The Moon’s harsh, airless other-worldliness concentrated his mind on the essentials: life or death, survival or extinction. He never failed to be thrilled by the stark grandeur of the lunar landscape. But now he felt fear, instead. Fear that Moonbase would be closed, its potential for opening the space frontier forever lost. Fear that he would have to return to Earth, where fanatic assassins awaited him.

And anger, deep smoldering anger that men would threaten war and destruction in their ignorant, blind zeal to eradicate Moonbase.

Simmering inside, Doug turned back to the tractor and climbed up to its bare metal driver’s seat. The ground here along the pass was rutted by years of tractors’ cleats clawing through the dusty lunar regolith. He himself had driven all the way around these softly rounded mountains, circumnavigating the crater; not an easy trek, even in a tractor.
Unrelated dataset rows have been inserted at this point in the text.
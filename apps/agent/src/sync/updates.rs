use std::path::Path;

use chrono::NaiveDate;
use tracing::info;

use crate::api_client::ApiClient;
use crate::errors::AgentError;
use crate::models::daily::DailyUpdate;
use crate::models::snapshot::UpdatePayload;
use crate::store::CredentialStore;
use crate::sync::access_token;
use crate::sync::partner::encode_image_data_url;

pub const MAX_MOOD_LEN: usize = 50;

/// Trims and checks a mood before it is sent.
pub fn validate_mood(mood: &str) -> Result<&str, AgentError> {
    let mood = mood.trim();
    if mood.is_empty() {
        return Err(AgentError::Validation("Please enter your mood".to_string()));
    }
    if mood.chars().count() > MAX_MOOD_LEN {
        return Err(AgentError::Validation("Mood text is too long".to_string()));
    }
    Ok(mood)
}

/// User-initiated partial updates (mood, shared photo) and the daily history.
#[derive(Clone)]
pub struct UpdateService {
    api: ApiClient,
    credentials: CredentialStore,
}

impl UpdateService {
    pub fn new(api: ApiClient, credentials: CredentialStore) -> Self {
        Self { api, credentials }
    }

    pub async fn post_mood(&self, mood: &str) -> Result<(), AgentError> {
        let mood = validate_mood(mood)?;
        let token = access_token(&self.credentials)?;
        self.api.post_update(&token, &UpdatePayload::mood(mood)).await?;
        info!("Mood updated");
        Ok(())
    }

    pub async fn share_image(&self, jpeg: &[u8]) -> Result<(), AgentError> {
        if jpeg.is_empty() {
            return Err(AgentError::Image("empty image".to_string()));
        }
        let token = access_token(&self.credentials)?;
        let payload = UpdatePayload::shared_image(encode_image_data_url(jpeg));
        self.api.post_update(&token, &payload).await?;
        info!("Image uploaded ({} bytes)", jpeg.len());
        Ok(())
    }

    pub async fn share_image_file(&self, path: &Path) -> Result<(), AgentError> {
        let bytes = tokio::fs::read(path).await?;
        self.share_image(&bytes).await
    }

    pub async fn daily_updates(&self, date: NaiveDate) -> Result<Vec<DailyUpdate>, AgentError> {
        let token = access_token(&self.credentials)?;
        Ok(self.api.daily_updates(&token, date).await?)
    }
}

#[cfg(test)]
mod tests {
    use super::*;
    use std::sync::Arc;
    use std::time::Duration;

    use httpmock::prelude::*;
    use serde_json::json;

    use crate::store::PreferenceStore;

    fn service(server: &MockServer) -> (tempfile::TempDir, UpdateService) {
        let dir = tempfile::tempdir().unwrap();
        let prefs = Arc::new(PreferenceStore::open(dir.path().join("prefs.json")).unwrap());
        let credentials = CredentialStore::new(prefs);
        credentials.save("tok", "ref").unwrap();
        let api = ApiClient::new(&server.url("/api"), Duration::from_secs(2), Duration::from_secs(5))
            .unwrap();
        (dir, UpdateService::new(api, credentials))
    }

    #[test]
    fn test_validate_mood() {
        assert_eq!(validate_mood("  Happy ").unwrap(), "Happy");
        assert!(validate_mood("   ").is_err());
        assert!(validate_mood(&"x".repeat(51)).is_err());
        assert!(validate_mood(&"x".repeat(50)).is_ok());
    }

    #[tokio::test]
    async fn test_post_mood_sends_trimmed_mood() {
        let server = MockServer::start_async().await;
        let mock = server
            .mock_async(|when, then| {
                when.method(POST)
                    .path("/api/userdata/update/")
                    .json_body(json!({"mood": "Tired"}));
                then.status(200);
            })
            .await;

        let (_dir, service) = service(&server);
        service.post_mood(" Tired ").await.unwrap();
        mock.assert_async().await;
    }

    #[tokio::test]
    async fn test_invalid_mood_is_not_sent() {
        let server = MockServer::start_async().await;
        let (_dir, service) = service(&server);
        let err = service.post_mood("").await.unwrap_err();
        assert!(matches!(err, AgentError::Validation(_)));
    }

    #[tokio::test]
    async fn test_share_image_sends_data_url() {
        let server = MockServer::start_async().await;
        let mock = server
            .mock_async(|when, then| {
                when.method(POST)
                    .path("/api/userdata/update/")
                    .json_body(json!({"shared_image": "data:image/jpeg;base64,/9j/"}));
                then.status(200);
            })
            .await;

        let (_dir, service) = service(&server);
        service.share_image(&[0xff, 0xd8, 0xff]).await.unwrap();
        mock.assert_async().await;
    }

    #[tokio::test]
    async fn test_daily_updates_failure_surfaces() {
        let server = MockServer::start_async().await;
        server
            .mock_async(|when, then| {
                when.method(POST).path("/api/userdata/daily-updates/");
                then.status(500);
            })
            .await;

        let (_dir, service) = service(&server);
        let date = NaiveDate::from_ymd_opt(2025, 2, 14).unwrap();
        assert!(service.daily_updates(date).await.is_err());
    }
}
Alphonsus was so big its ringwall mountains disappeared beyond the short lunar horizon. The jaunt had taken almost a week, all of it spent inside a spacesuit that smelled very ripe by the time he came home again. But Doug had found the peace and inner tranquility he had sought, all alone up on the mountaintops.

Not today. Even out here there was no peace or tranquility for him.
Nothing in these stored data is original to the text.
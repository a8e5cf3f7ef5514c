//! JSON wire protocol.
//!
//! Every frame is `{"type": <name>, "payload": <payload>}` in both directions.

use std::collections::BTreeMap;
use std::sync::Arc;

use serde::{Deserialize, Serialize};

use crate::game::{ConnectionId, MovementFlags, PlayerView, SessionRound};
use crate::maze::{Maze, Position};

/// Maze snapshot with its start and goal cells.
#[derive(Debug, Clone, PartialEq, Eq, Serialize, Deserialize)]
#[serde(rename_all = "camelCase")]
pub struct DungeonData {
    pub dungeon: Arc<Maze>,
    pub starting_point: Position,
    pub ending_point: Position,
}

impl From<&SessionRound> for DungeonData {
    fn from(round: &SessionRound) -> Self {
        Self {
            dungeon: Arc::clone(&round.maze),
            starting_point: round.start,
            ending_point: round.end,
        }
    }
}

/// Messages pushed by the server.
#[derive(Debug, Clone, PartialEq, Eq, Serialize, Deserialize)]
#[serde(tag = "type", content = "payload")]
pub enum ServerMessage {
    #[serde(rename = "dungeon data")]
    DungeonData(DungeonData),
    #[serde(rename = "connectionID")]
    ConnectionId(ConnectionId),
    #[serde(rename = "allPlayers")]
    AllPlayers(BTreeMap<ConnectionId, PlayerView>),
}

impl ServerMessage {
    /// Wire name of this message.
    #[must_use]
    pub const fn kind(&self) -> &'static str {
        match self {
            Self::DungeonData(_) => "dungeon data",
            Self::ConnectionId(_) => "connectionID",
            Self::AllPlayers(_) => "allPlayers",
        }
    }
}

/// Messages sent by clients.
#[derive(Debug, Clone, Copy, PartialEq, Eq, Serialize, Deserialize)]
#[serde(tag = "type", content = "payload")]
pub enum ClientMessage {
    #[serde(rename = "movement")]
    Movement(MovementFlags),
}

impl ClientMessage {
    /// Parse an inbound text frame. Malformed and unknown frames yield `None`.
    #[must_use]
    pub fn parse(text: &str) -> Option<Self> {
        serde_json::from_str(text).ok()
    }
}
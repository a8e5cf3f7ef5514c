//! Dungeon server - real-time multiplayer maze game backend
//!
//! This crate provides:
//! - Procedural dungeon generation (rooms joined by corridors)
//! - Server-authoritative player movement and goal detection
//! - `WebSocket` fan-out of the maze and every player's position
//! - Fire-and-forget persistence of completed-round statistics

pub mod config;
pub mod db;
pub mod entities;
pub mod error;
pub mod game;
pub mod gateway;
pub mod maze;
pub mod protocol;
pub mod routes;
pub mod state;
pub mod stats;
Once he reached the crater floor he looked beyond the uncompromising slash of the horizon and saw the Earth hanging in the dark sky, glowing blue and decked with streams of pure white clouds. He felt no yearning, no sense of loss, not even curiosity. Only deep resentment, anger. Burning rage. The Moon was his true home, not that distant deceitful world where violence and treachery lurked behind every smile.

And he realized that the anger was at himself, not the distant faceless people of Earth. I should have known it would come to this. For seven years they’ve been putting the pressure on us. I should have seen this coming. I should have figured out a way to avoid an outright conflict.